Do you enjoy the writing process?

We loved it! We had never worked together before we decided to collaborate on this book. We were convinced we shared an important idea, but we had to find out about each other’s styles and rhythms of writing. They are certainly different, but luckily, we found, quite compatible! We started by sounding each other out on very broad ideas, until we clarified the main idea we shared. And then we divided up the chapter writing, but on the basis that each of us should be willing to respond to, and work with, the tough criticism of the other! And this worked well, because our main priority was always to get our main idea clear – when ego gets in the way, that obscures your thinking. And the process of working and thinking together has very much continued in the 20 months since we actually finished the book, as we’ve talked about it to audiences around the world. 

What piece of advice might you give to young academics looking to follow in your footsteps?

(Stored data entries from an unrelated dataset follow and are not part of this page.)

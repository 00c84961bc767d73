//! Everything that can go wrong while indexing or serving ledger events.

use thiserror::Error;

#[derive(Debug, Error)]
pub enum IndexerError {
    #[error("Database error: {0}")]
    Database(#[from] sqlx::Error),

    #[error("Migration error: {0}")]
    Migrate(#[from] sqlx::migrate::MigrateError),

    #[error("HTTP error: {0}")]
    Http(#[from] reqwest::Error),

    #[error("JSON error: {0}")]
    Json(#[from] serde_json::Error),

    #[error("Configuration error: {0}")]
    Config(String),

    #[error("Event parse error: {0}")]
    EventParse(String),

    /// A ciphertext handle in an event payload was neither 32-byte hex nor
    /// base64. The event is still stored, without the handle.
    #[error("Handle decode error: {0}")]
    HandleDecode(String),
}

pub type Result<T> = std::result::Result<T, IndexerError>;
//! # Types
//!
//! Shared data structures used across all modules of the confidential ledger.
//!
//! ## Design decisions
//!
//! ### Config / State split
//!
//! A `Project` is internally stored as two separate ledger entries:
//!
//! - [`ProjectConfig`] — written once at creation; never mutated.
//! - [`ProjectState`] — written on every contribution and on finalization.
//!
//! The public API exposes the reconstructed [`Project`] struct, which carries
//! only plaintext metadata. Encrypted fields are reachable solely through
//! `get_project_amounts`, which is authorization-gated.
//!
//! ### Status as a Finite-State Machine
//!
//! [`ProjectStatus`] enforces a strict forward-only lifecycle:
//!
//! ```text
//! Active ──► Successful ──► Withdrawn
//!     └────► Failed
//! ```
//!
//! All transitions go through [`ProjectStatus::transition`], a pure function
//! that pattern-matches on `(current, event)` and rejects every illegal pair.
//! No entry point mutates the status directly.
//!
//! ### Encrypted values carry their capability set
//!
//! An [`EncryptedValue`] is a ciphertext handle plus the list of principals
//! that were granted decryption on it. Bare handles (`BytesN<32>`) returned
//! by engine operations have no capabilities; only `permissions::seal` turns
//! a handle into a storable `EncryptedValue`, so a value that reached storage
//! has by construction been granted to the ledger and its intended holders.

use soroban_sdk::{contracttype, Address, BytesN, String, Vec};

/// Lifecycle status of a project.
#[contracttype]
#[derive(Clone, Debug, Eq, PartialEq)]
pub enum ProjectStatus {
    /// Accepting contributions; deadline not yet evaluated.
    Active,
    /// Deadline passed and the private comparison `current >= target` held.
    Successful,
    /// Deadline passed and the target was not reached.
    Failed,
    /// Raised funds released to the creator. Final.
    Withdrawn,
}

/// Events that may drive a status transition.
#[contracttype]
#[derive(Clone, Debug, Eq, PartialEq)]
pub enum StatusEvent {
    /// Finalization decrypted the goal comparison to true.
    GoalMet,
    /// Finalization decrypted the goal comparison to false.
    GoalMissed,
    /// The creator withdrew the raised funds.
    Withdraw,
}

/// Why a status transition was rejected.
#[derive(Clone, Copy, Debug, Eq, PartialEq)]
pub enum TransitionError {
    /// Finalization attempted on a project that is no longer `Active`.
    AlreadyFinalized,
    /// Withdrawal attempted on a project that is not `Successful`.
    NotSuccessful,
}

impl ProjectStatus {
    /// Compute the successor status for `event`, or reject the pair.
    ///
    /// This is the only place transition legality is encoded; callers map
    /// [`TransitionError`] onto their own error codes.
    pub fn transition(&self, event: StatusEvent) -> Result<ProjectStatus, TransitionError> {
        match (self, event) {
            (ProjectStatus::Active, StatusEvent::GoalMet) => Ok(ProjectStatus::Successful),
            (ProjectStatus::Active, StatusEvent::GoalMissed) => Ok(ProjectStatus::Failed),
            (ProjectStatus::Successful, StatusEvent::Withdraw) => Ok(ProjectStatus::Withdrawn),
            (_, StatusEvent::Withdraw) => Err(TransitionError::NotSuccessful),
            (_, _) => Err(TransitionError::AlreadyFinalized),
        }
    }

    /// True once no further finalization transition is possible.
    pub fn is_terminal(&self) -> bool {
        !matches!(self, ProjectStatus::Active)
    }
}

/// An opaque ciphertext handle together with the principals granted
/// decryption on it.
///
/// The handle is produced by the external homomorphic engine and is never a
/// plaintext. `capabilities` mirrors the engine-side ACL so that readers can
/// see (and tests can assert) who may decrypt without calling out to the
/// engine.
#[contracttype]
#[derive(Clone, Debug, Eq, PartialEq)]
pub struct EncryptedValue {
    pub handle: BytesN<32>,
    pub capabilities: Vec<Address>,
}

impl EncryptedValue {
    /// True if `principal` was granted decryption on this value.
    pub fn can_decrypt(&self, principal: &Address) -> bool {
        self.capabilities.contains(principal)
    }
}

/// Presence marker for an encrypted running total.
///
/// `Option<EncryptedValue>` cannot cross the contract ABI, so absence is
/// modelled as an explicit variant instead. A total is `None` until the
/// first contribution lands; absence being structural rather than a
/// sentinel ciphertext is also what lets an empty project finalize without
/// a decryption round-trip.
#[contracttype]
#[derive(Clone, Debug, Eq, PartialEq)]
pub enum MaybeEncrypted {
    None,
    Some(EncryptedValue),
}

impl MaybeEncrypted {
    /// Borrow-free view as a plain `Option`, for callers outside storage.
    pub fn to_option(&self) -> Option<EncryptedValue> {
        match self {
            MaybeEncrypted::None => None,
            MaybeEncrypted::Some(value) => Some(value.clone()),
        }
    }
}

/// Immutable project configuration, written once at creation.
///
/// `target_amount` is encrypted at creation and never changes; its
/// capability set is {ledger, creator}.
#[contracttype]
#[derive(Clone, Debug, Eq, PartialEq)]
pub struct ProjectConfig {
    pub id: u64,
    pub creator: Address,
    pub title: String,
    pub description: String,
    pub category: String,
    pub target_amount: EncryptedValue,
    pub deadline: u64,
    pub created_at: u64,
    pub metadata_hash: BytesN<32>,
}

/// Mutable project state, updated on contributions, finalization and
/// withdrawal.
#[contracttype]
#[derive(Clone, Debug, Eq, PartialEq)]
pub struct ProjectState {
    /// Encrypted running total; [`MaybeEncrypted::None`] until the first
    /// contribution lands.
    pub current_amount: MaybeEncrypted,
    pub status: ProjectStatus,
    pub funds_withdrawn: bool,
    pub backer_count: u32,
}

/// Public view of a project: plaintext metadata only.
///
/// Reconstructed from the split `ProjectConfig` + `ProjectState` entries.
/// Encrypted amounts are deliberately absent; see [`ProjectAmounts`].
#[contracttype]
#[derive(Clone, Debug, Eq, PartialEq)]
pub struct Project {
    /// Unique identifier (auto-incremented).
    pub id: u64,
    /// Address that created the project and may withdraw on success.
    pub creator: Address,
    pub title: String,
    pub description: String,
    pub category: String,
    /// Ledger timestamp after which the project may be finalized.
    pub deadline: u64,
    pub created_at: u64,
    /// Current lifecycle status.
    pub status: ProjectStatus,
    pub funds_withdrawn: bool,
    /// Number of distinct contributors.
    pub backer_count: u32,
    /// Content hash of off-chain project metadata.
    pub metadata_hash: BytesN<32>,
}

/// Encrypted amount handles for a project, returned only to the creator or
/// a past contributor.
#[contracttype]
#[derive(Clone, Debug, Eq, PartialEq)]
pub struct ProjectAmounts {
    pub project_id: u64,
    pub target_amount: EncryptedValue,
    pub current_amount: MaybeEncrypted,
}

/// One contributor's record for one project, keyed by
/// `(project_id, contributor)`.
///
/// Repeat contributions are summed homomorphically into `amount`
/// (cumulative policy). The record is never deleted: `refunded` flips to
/// true at most once, which is the double-refund guard.
#[contracttype]
#[derive(Clone, Debug, Eq, PartialEq)]
pub struct Contribution {
    pub project_id: u64,
    pub contributor: Address,
    pub amount: EncryptedValue,
    /// Timestamp of the most recent contribution.
    pub timestamp: u64,
    pub refunded: bool,
    pub message: Option<String>,
}

/// A decryption request issued by `request_finalize` and still awaiting its
/// engine callback.
///
/// `request_id` ties the eventual `complete_finalize` call to this exact
/// request; a callback carrying any other id is ignored. `requested_at`
/// drives stale-request recovery.
#[contracttype]
#[derive(Clone, Debug, Eq, PartialEq)]
pub struct PendingFinalize {
    pub request_id: u64,
    pub requested_at: u64,
}

/// Outcome of `request_finalize`.
#[contracttype]
#[derive(Clone, Debug, Eq, PartialEq)]
pub enum FinalizeOutcome {
    /// A decryption request was issued (or is still outstanding); the status
    /// transition happens in `complete_finalize`.
    Pending(u64),
    /// The project finalized synchronously (no contributions to compare).
    Finalized(ProjectStatus),
}

/// Platform-wide project counts by status.
#[contracttype]
#[derive(Clone, Debug, Eq, PartialEq)]
pub struct PlatformStats {
    pub total_projects: u64,
    pub active: u64,
    pub successful: u64,
    pub failed: u64,
    pub withdrawn: u64,
}

impl PlatformStats {
    pub fn zero() -> Self {
        PlatformStats {
            total_projects: 0,
            active: 0,
            successful: 0,
            failed: 0,
            withdrawn: 0,
        }
    }
}
extern crate std;

use soroban_sdk::{testutils::Address as _, Address, Bytes, BytesN, Env, String};

use crate::invariants;
use crate::mock_engine::{MockEngine, MockEngineClient, MockEngineError};
use crate::{ConfidentialLedger, ConfidentialLedgerClient, Error, MIN_FUNDING_PERIOD};

fn setup() -> (
    Env,
    ConfidentialLedgerClient<'static>,
    MockEngineClient<'static>,
) {
    let env = Env::default();
    env.mock_all_auths();

    let engine_id = env.register(MockEngine, ());
    let ledger_id = env.register(ConfidentialLedger, ());

    let client = ConfidentialLedgerClient::new(&env, &ledger_id);
    client.init(&engine_id);

    let engine = MockEngineClient::new(&env, &engine_id);
    (env, client, engine)
}

fn enc(env: &Env, amount: u64) -> Bytes {
    Bytes::from_slice(env, &amount.to_be_bytes())
}

fn proof(env: &Env) -> Bytes {
    Bytes::from_slice(env, &[1u8; 32])
}

fn create_project(env: &Env, client: &ConfidentialLedgerClient, creator: &Address, target: u64) -> u64 {
    client.create_project(
        creator,
        &String::from_str(env, "Open greenhouse"),
        &String::from_str(env, "A greenhouse for the school garden"),
        &String::from_str(env, "education"),
        &enc(env, target),
        &proof(env),
        &MIN_FUNDING_PERIOD,
        &BytesN::from_array(env, &[0x42u8; 32]),
    )
}

/// Results of homomorphic operations start with an empty capability set:
/// decryption fails for everyone — the producer included — until an
/// explicit grant, and succeeds afterwards.
#[test]
fn operation_results_have_no_capabilities_until_granted() {
    let (env, _client, engine) = setup();
    let operator = Address::generate(&env);
    let submitter = Address::generate(&env);

    let a = engine.encrypt_with_proof(&enc(&env, 10), &proof(&env), &operator, &submitter);
    let b = engine.encrypt_with_proof(&enc(&env, 32), &proof(&env), &operator, &submitter);
    let sum = engine.homomorphic_add(&a, &b, &operator);

    // The producer can keep computing on the result...
    let doubled = engine.homomorphic_add(&sum, &sum, &operator);
    assert_eq!(engine.plaintext(&doubled), 84);

    // ...but cannot decrypt it before a grant.
    assert_eq!(
        engine.try_decrypt(&sum, &operator),
        Err(Ok(MockEngineError::CapabilityDenied.into()))
    );
    assert_eq!(
        engine.try_request_decryption(&sum, &operator),
        Err(Ok(MockEngineError::CapabilityDenied.into()))
    );

    engine.grant_capability(&sum, &operator);
    assert_eq!(engine.decrypt(&sum, &operator), 42);
}

/// Granting does not carry across operations: adding two granted values
/// produces a value nobody can decrypt.
#[test]
fn grants_are_not_inherited_by_results() {
    let (env, _client, engine) = setup();
    let operator = Address::generate(&env);
    let submitter = Address::generate(&env);

    let a = engine.encrypt_with_proof(&enc(&env, 1), &proof(&env), &operator, &submitter);
    let b = engine.encrypt_with_proof(&enc(&env, 2), &proof(&env), &operator, &submitter);
    engine.grant_capability(&a, &operator);
    engine.grant_capability(&b, &operator);

    let sum = engine.homomorphic_add(&a, &b, &operator);
    assert_eq!(
        engine.try_decrypt(&sum, &operator),
        Err(Ok(MockEngineError::CapabilityDenied.into()))
    );
}

/// Non-producers without a capability cannot even compute on a handle.
#[test]
fn homomorphic_operations_require_provenance_or_grant() {
    let (env, _client, engine) = setup();
    let operator = Address::generate(&env);
    let submitter = Address::generate(&env);
    let outsider = Address::generate(&env);

    let a = engine.encrypt_with_proof(&enc(&env, 5), &proof(&env), &operator, &submitter);
    assert_eq!(
        engine.try_homomorphic_add(&a, &a, &outsider),
        Err(Ok(MockEngineError::CapabilityDenied.into()))
    );

    engine.grant_capability(&a, &outsider);
    let sum = engine.homomorphic_add(&a, &a, &outsider);
    assert_eq!(engine.plaintext(&sum), 10);
}

/// The ledger seals every stored value with the double grant: itself plus
/// the intended holder — and nobody else.
#[test]
fn ledger_seals_values_for_the_right_principals() {
    let (env, client, engine) = setup();
    let creator = Address::generate(&env);
    let alice = Address::generate(&env);

    let id = create_project(&env, &client, &creator, 500);
    client.contribute(&id, &alice, &enc(&env, 300), &proof(&env), &None);

    let amounts = client.get_project_amounts(&id, &creator);
    let target = amounts.target_amount;
    let current = amounts.current_amount.to_option().expect("total should exist");
    let contribution = client.get_contribution(&id, &alice).amount;

    // Target and total: ledger + creator. Contribution: ledger + contributor.
    invariants::assert_sealed_for(&target, &client.address, &[&creator]);
    invariants::assert_sealed_for(&current, &client.address, &[&creator]);
    invariants::assert_sealed_for(&contribution, &client.address, &[&alice]);

    // The creator must not be able to open an individual contribution, and
    // a contributor must not open the target. The recorded capability list
    // and the engine-side ACL agree on that.
    assert!(!contribution.can_decrypt(&creator));
    assert!(!target.can_decrypt(&alice));
    assert_eq!(
        engine.try_decrypt(&contribution.handle, &creator),
        Err(Ok(MockEngineError::CapabilityDenied.into()))
    );
    assert_eq!(
        engine.try_decrypt(&target.handle, &alice),
        Err(Ok(MockEngineError::CapabilityDenied.into()))
    );

    // The granted holders really can decrypt through the engine.
    assert_eq!(engine.decrypt(&current.handle, &creator), 300);
    assert_eq!(engine.decrypt(&contribution.handle, &alice), 300);
}

/// The running total and the contribution record never share a ciphertext,
/// even for the very first contribution.
#[test]
fn records_do_not_alias_ciphertexts() {
    let (env, client, _engine) = setup();
    let creator = Address::generate(&env);
    let alice = Address::generate(&env);

    let id = create_project(&env, &client, &creator, 500);
    client.contribute(&id, &alice, &enc(&env, 300), &proof(&env), &None);

    let current = client
        .get_project_amounts(&id, &creator)
        .current_amount
        .to_option()
        .expect("total should exist");
    let contribution = client.get_contribution(&id, &alice).amount;
    assert_ne!(current.handle, contribution.handle);
}

#[test]
fn amounts_query_is_restricted_to_participants() {
    let (env, client, _engine) = setup();
    let creator = Address::generate(&env);
    let alice = Address::generate(&env);
    let stranger = Address::generate(&env);

    let id = create_project(&env, &client, &creator, 500);
    client.contribute(&id, &alice, &enc(&env, 50), &proof(&env), &None);

    assert_eq!(client.get_project_amounts(&id, &creator).project_id, id);
    assert_eq!(client.get_project_amounts(&id, &alice).project_id, id);
    assert_eq!(
        client.try_get_project_amounts(&id, &stranger),
        Err(Ok(Error::Unauthorized.into()))
    );
}

/// The public project view carries no ciphertext handles at all.
#[test]
fn public_view_has_no_encrypted_fields() {
    let (env, client, _engine) = setup();
    let creator = Address::generate(&env);
    let alice = Address::generate(&env);

    let id = create_project(&env, &client, &creator, 500);
    client.contribute(&id, &alice, &enc(&env, 300), &proof(&env), &None);

    // Compile-time shape plus a behavioural check: the view exposes only
    // plaintext metadata fields.
    let project = client.get_project(&id);
    assert_eq!(project.backer_count, 1);
    assert_eq!(project.creator, creator);
}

There are many ways and methods for approaching academic life, but these are unusually challenging times for all of them. No one yet has clear advice about how to navigate the extreme uncertainty of the current job market and university sector, so we won’t pretend to be in a position to advise on that either. The only advice that we can give is to remember the core reason for being an academic (which, as it happens, was also the motive for our book): you should become an academic when you have a sense that there is just no way to live except by working on certain ideas and trying to express and share them with others. However tough the current moment, we must try not to lose that joy, the joy of forging new ideas that are each academic’s attempt to make more satisfying sense of an extremely complex and challenging world. 

Who inspires you?

We have been inspired by a vast numbers of scholars in many disciplines from law to computing, cultural studies to social theory) that have tried to get into view the extraordinary social changes going on today through the medium of data. We particularly admire two types of scholars: those in critical data science (for example danah boyd and Kate Crawford) who have identified with great precision the many dangers from the irresponsible use of automated algorithmic processes and the much longer tradition of postcolonial and decolonial thinkers (for the example the Peruvian sociologist Anibal Quijano who died in 2017) who have, in many forms, challenged the dominance of ‘the West’ over science, history and all forms of rational thought. 

What’s next?

We continue, in spite of today’s difficulties, to speak about our book to audiences around the world, even if only virtually. We are working on connecting our ideas with critical policymakers concerned with the same issues, for example in the areas of health and education. And we are working on some new articles about data’s new colonial class and about the role of Big Tech corporations in redesigning social knowledge and welfare across the world in both the Global South and the Global North. We see our book as just the start of reflecting on these issues! 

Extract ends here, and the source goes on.